COURT OF APPEALS DECISION DATED AND RELEASED AUGUST 6, 1996 |
NOTICE |
A party may file with the
Supreme Court a petition to review an adverse decision by the Court of
Appeals. See § 808.10 and
Rule 809.62, Stats. |
This opinion is subject to
further editing. If published, the
official version will appear in the bound volume of the Official Reports. |
No. 96-0068-CR
STATE
OF WISCONSIN IN COURT OF
APPEALS
DISTRICT III
STATE OF WISCONSIN,
Plaintiff-Respondent,
v.
DAVID A. CHADWICK,
Defendant-Appellant.
APPEAL from a judgment
and an order of the circuit court for Bayfield County: ROBERT E. EATON, Judge. Affirmed.
Before Cane, P.J.,
LaRocque and Myse, JJ.
PER
CURIAM. David Chadwick appeals a judgment convicting him of
armed robbery, six counts of intentionally pointing a firearm at another, and
three counts of possessing a controlled substance. He also appeals an order denying his postconviction motions. Chadwick argues that he was denied effective
assistance of counsel when his trial attorney waived his right to poll the jury
without first consulting him and for failing to seek a hearing pursuant to Franks
v.

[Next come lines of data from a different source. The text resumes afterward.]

//! # Asteroids
//!
//! The game rules of a classic Asteroids clone, built on `arcade_engine`.
//!
//! A [`Session`] owns everything that changes during play: the entity
//! [`World`], the command scheduler, the [`Progression`] state machine and the
//! RNG. Hosts drive it through the engine's [`Application`] trait, tests drive
//! it directly with [`Session::advance`].
//!
//! [`Application`]: arcade_engine::Application

#![warn(missing_docs)]
#![warn(clippy::all, clippy::pedantic, clippy::nursery)]
#![allow(clippy::module_name_repetitions, clippy::similar_names, clippy::too_many_arguments)]

pub mod assets;
pub mod collisions;
pub mod commands;
pub mod components;
pub mod config;
pub mod controls;
pub mod error;
pub mod progression;
pub mod session;
pub mod world;

pub use commands::Command;
pub use config::GameConfig;
pub use controls::Actions;
pub use error::GameError;
pub use progression::{GamePhase, Progression};
pub use session::Session;
pub use world::World;
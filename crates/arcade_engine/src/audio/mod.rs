//! Fire-and-forget sound cues
//!
//! Gameplay code never plays audio directly. It queues [`SoundCue`]s which the
//! host drains once per frame and hands to whatever backend it has.

/// Name of a sound known to the host
#[derive(Debug, Clone, Copy, PartialEq, Eq, Hash)]
pub struct SoundId(pub &'static str);

/// A request for the audio backend
#[derive(Debug, Clone, Copy, PartialEq)]
pub enum SoundCue {
    /// Play a one-shot sound
    Play {
        /// Sound to play
        sound: SoundId,
        /// Pitch offset in `[-1, 1]`
        pitch: f32,
    },
    /// Start (or restart) a looping sound
    StartLoop {
        /// Sound to loop
        sound: SoundId,
        /// Pitch offset in `[-1, 1]`
        pitch: f32,
    },
    /// Stop a looping sound
    StopLoop {
        /// Loop to stop
        sound: SoundId,
    },
}

impl SoundCue {
    /// Sound this cue refers to
    pub fn sound(&self) -> SoundId {
        match self {
            Self::Play { sound, .. } | Self::StartLoop { sound, .. } | Self::StopLoop { sound } => {
                *sound
            }
        }
    }
}

/// Per-frame queue of sound cues
#[derive(Debug, Default, Clone)]
pub struct SoundQueue {
    cues: Vec<SoundCue>,
}

impl SoundQueue {
    /// Create an empty queue
    pub fn new() -> Self {
        Self::default()
    }

    /// Queue a cue
    pub fn push(&mut self, cue: SoundCue) {
        self.cues.push(cue);
    }

    /// Queue a one-shot sound at normal pitch
    pub fn play(&mut self, sound: SoundId) {
        self.push(SoundCue::Play { sound, pitch: 0.0 });
    }

    /// Cues queued so far
    pub fn cues(&self) -> &[SoundCue] {
        &self.cues
    }

    /// Take every queued cue
    pub fn drain(&mut self) -> Vec<SoundCue> {
        std::mem::take(&mut self.cues)
    }
}
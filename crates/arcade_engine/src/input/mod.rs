//! Input management system
//!
//! Tracks which keys are held this frame and which were held last frame, so
//! callers can ask for level state (`is_down`) as well as edges (`pressed`,
//! `released`). The host feeds key events in and calls
//! [`InputManager::end_frame`] once the frame has been processed.

use serde::{Deserialize, Serialize};
use std::collections::HashSet;

/// Input manager
#[derive(Debug, Default, Clone)]
pub struct InputManager {
    current: HashSet<KeyCode>,
    previous: HashSet<KeyCode>,
}

impl InputManager {
    /// Create a new input manager
    pub fn new() -> Self {
        Self::default()
    }

    /// Handle key input
    pub fn handle_key_input(&mut self, key: KeyCode, pressed: bool) {
        if pressed {
            self.current.insert(key);
        } else {
            self.current.remove(&key);
        }
    }

    /// Key is held this frame
    pub fn is_down(&self, key: KeyCode) -> bool {
        self.current.contains(&key)
    }

    /// Key is held this frame and was not held last frame
    pub fn pressed(&self, key: KeyCode) -> bool {
        self.current.contains(&key) && !self.previous.contains(&key)
    }

    /// Key was held last frame and is not held this frame
    pub fn released(&self, key: KeyCode) -> bool {
        !self.current.contains(&key) && self.previous.contains(&key)
    }

    /// Roll the current state into the previous state
    pub fn end_frame(&mut self) {
        self.previous.clone_from(&self.current);
    }
}

/// Key codes
#[derive(Debug, Clone, Copy, PartialEq, Eq, Hash, Serialize, Deserialize)]
pub enum KeyCode {
    /// A key
    A,
    /// D key
    D,
    /// Q key
    Q,
    /// S key
    S,
    /// W key
    W,
    /// Space key
    Space,
    /// Enter key
    Enter,
    /// Escape key
    Escape,
    /// Up arrow
    Up,
    /// Down arrow
    Down,
    /// Left arrow
    Left,
    /// Right arrow
    Right,
    /// Grave / tilde key
    Grave,
    /// F1 key
    F1,
}
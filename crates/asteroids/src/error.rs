//! Game errors

use arcade_engine::config::ConfigError;
use arcade_engine::ecs::RegistryError;
use arcade_engine::AppError;
use thiserror::Error;

/// Errors raised by the game layer
#[derive(Error, Debug)]
pub enum GameError {
    /// Asteroid tiers run from 1 (smallest) to 3
    #[error("invalid asteroid tier {0}, expected 1..=3")]
    InvalidAsteroidTier(u8),

    /// Bad configuration
    #[error(transparent)]
    Config(#[from] ConfigError),

    /// Registry setup failed
    #[error(transparent)]
    Registry(#[from] RegistryError),
}

impl From<GameError> for AppError {
    fn from(err: GameError) -> Self {
        match err {
            GameError::Config(config) => Self::Config(config),
            other => Self::GameLogic(other.to_string()),
        }
    }
}
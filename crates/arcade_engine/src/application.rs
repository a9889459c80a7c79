//! Application trait and lifecycle management

use crate::audio::SoundCue;
use crate::config::ConfigError;
use crate::engine::Engine;
use crate::render::DrawContext;
use thiserror::Error;

/// Application lifecycle trait
///
/// Implement this trait to create your game using the engine.
pub trait Application {
    /// Initialize the application
    ///
    /// Called once before the first frame.
    fn initialize(&mut self, _engine: &mut Engine) -> Result<(), AppError> {
        Ok(())
    }

    /// Update the application
    ///
    /// Called every frame. Implement your game logic here.
    ///
    /// # Arguments
    /// * `engine` - Mutable reference to the engine (input state, timing)
    /// * `delta_time` - Time since last frame in seconds
    fn update(&mut self, engine: &mut Engine, delta_time: f32) -> Result<(), AppError>;

    /// Draw the current state
    ///
    /// Called after update. Must not change game state.
    fn draw(&self, frame: &mut dyn DrawContext);

    /// Sound cues produced since the last call
    fn drain_sounds(&mut self) -> Vec<SoundCue> {
        Vec::new()
    }

    /// Whether the application asked to close
    fn should_exit(&self) -> bool {
        false
    }

    /// Cleanup the application
    ///
    /// Called when the main loop ends.
    fn cleanup(&mut self, _engine: &mut Engine) {}
}

/// Application-level errors
#[derive(Error, Debug)]
pub enum AppError {
    /// Configuration error
    #[error("Config error: {0}")]
    Config(#[from] ConfigError),

    /// Game logic error
    #[error("Game logic error: {0}")]
    GameLogic(String),
}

Delaware, 438 U.S. 154 (1978), in order to suppress evidence
obtained as the result of a search warrant based on false information. Chadwick also argues that his new-found
religious beliefs constitute a "new factor" justifying a reduced
sentence. We reject these arguments and
affirm the judgment and order.
To prevail on a claim of
ineffective assistance of counsel, Chadwick must establish that his counsel's
performance was deficient and that the deficient performance prejudiced the
defense. Strickland v. Washington,
466 U.S. 668, 687 (1984). To establish
prejudice, Chadwick must show that there is a reasonable probability that, but
for counsel's unprofessional errors, the result of the proceedings would have
been different. A reasonable
probability is a probability sufficient to undermine confidence in the
outcome. Id. at 694.
Chadwick has not
established any prejudice from his trial attorney's decision not to poll the
jury. The court instructed the jury
that it must be unanimous as to each verdict before its verdicts could be
legally received. After the court read
the verdicts, it asked "Are these the verdicts of you all, so say you all?" The foreperson answered,
"Yes." The record discloses
no basis for believing that the jury disregarded the court's instruction or
that the foreman misrepresented the verdict of any of the jurors. In the absence of any evidence that the jury
was not unanimous, Chadwick can show no prejudice from his counsel's
decision. See State v.
McMahon, 168 Wis.2d 68, 96, 519 N.W.2d 621, 632 (Ct. App. 1994).
Chadwick has established
neither deficient performance nor prejudice from his counsel's decision not to seek
a Franks hearing to suppress evidence seized through an allegedly
improper search warrant. This issue was
not properly preserved because Chadwick's attorney at the time a suppression
motion would have been filed was not called as a witness at the postconviction
hearing to explain his decision.
Counsel's performance will not be reviewed absent his testimony at the
postconviction hearing. See State
v. Machner, 92 Wis.2d 797, 802, 285 N.W.2d 905, 907 (Ct. App.
1979). In addition, the search warrant
is supported by adequate probable cause even if the challenged statements are
not considered.
Evidence regarding
Chadwick's new-found religious beliefs do not constitute a "new
factor" justifying resentencing.
Whether a set of facts constitutes a new factor is a matter of law that
we decide without deference to the trial court. State v. Michels, 150 Wis.2d 94, 97, 441 N.W.2d
278, 279 (Ct. App. 1989). A new factor
must be one that has a close connection to the sentence and strikes at the very
purpose of the sentence chosen by the trial court. Id. At the
sentencing hearing, the trial court heard evidence of Chadwick's new-found
religious beliefs. While the court
expressed skepticism, it did not base the sentencing decision on that
factor. Rather, it concluded that his
religious beliefs were matters of the soul to which it attached no legal
significance. Because additional
evidence of Chadwick's religious beliefs does not have a close connection to
the sentence or strike at the very purpose of the sentence chosen by the court,
it is not a new factor justifying resentencing. Chadwick's testimony at the postconviction hearing related mostly
to his good behavior in prison. This
information should be presented to the parole board. It does not constitute a new factor justifying resentencing. See State v. Ambrose,
181 Wis.2d 234, 240, 510 N.W.2d 758, 761 (Ct. App. 1993).
By the Court.—Judgment
and order affirmed.
This opinion will not be
published. See Rule 809.23(1)(b)5, Stats.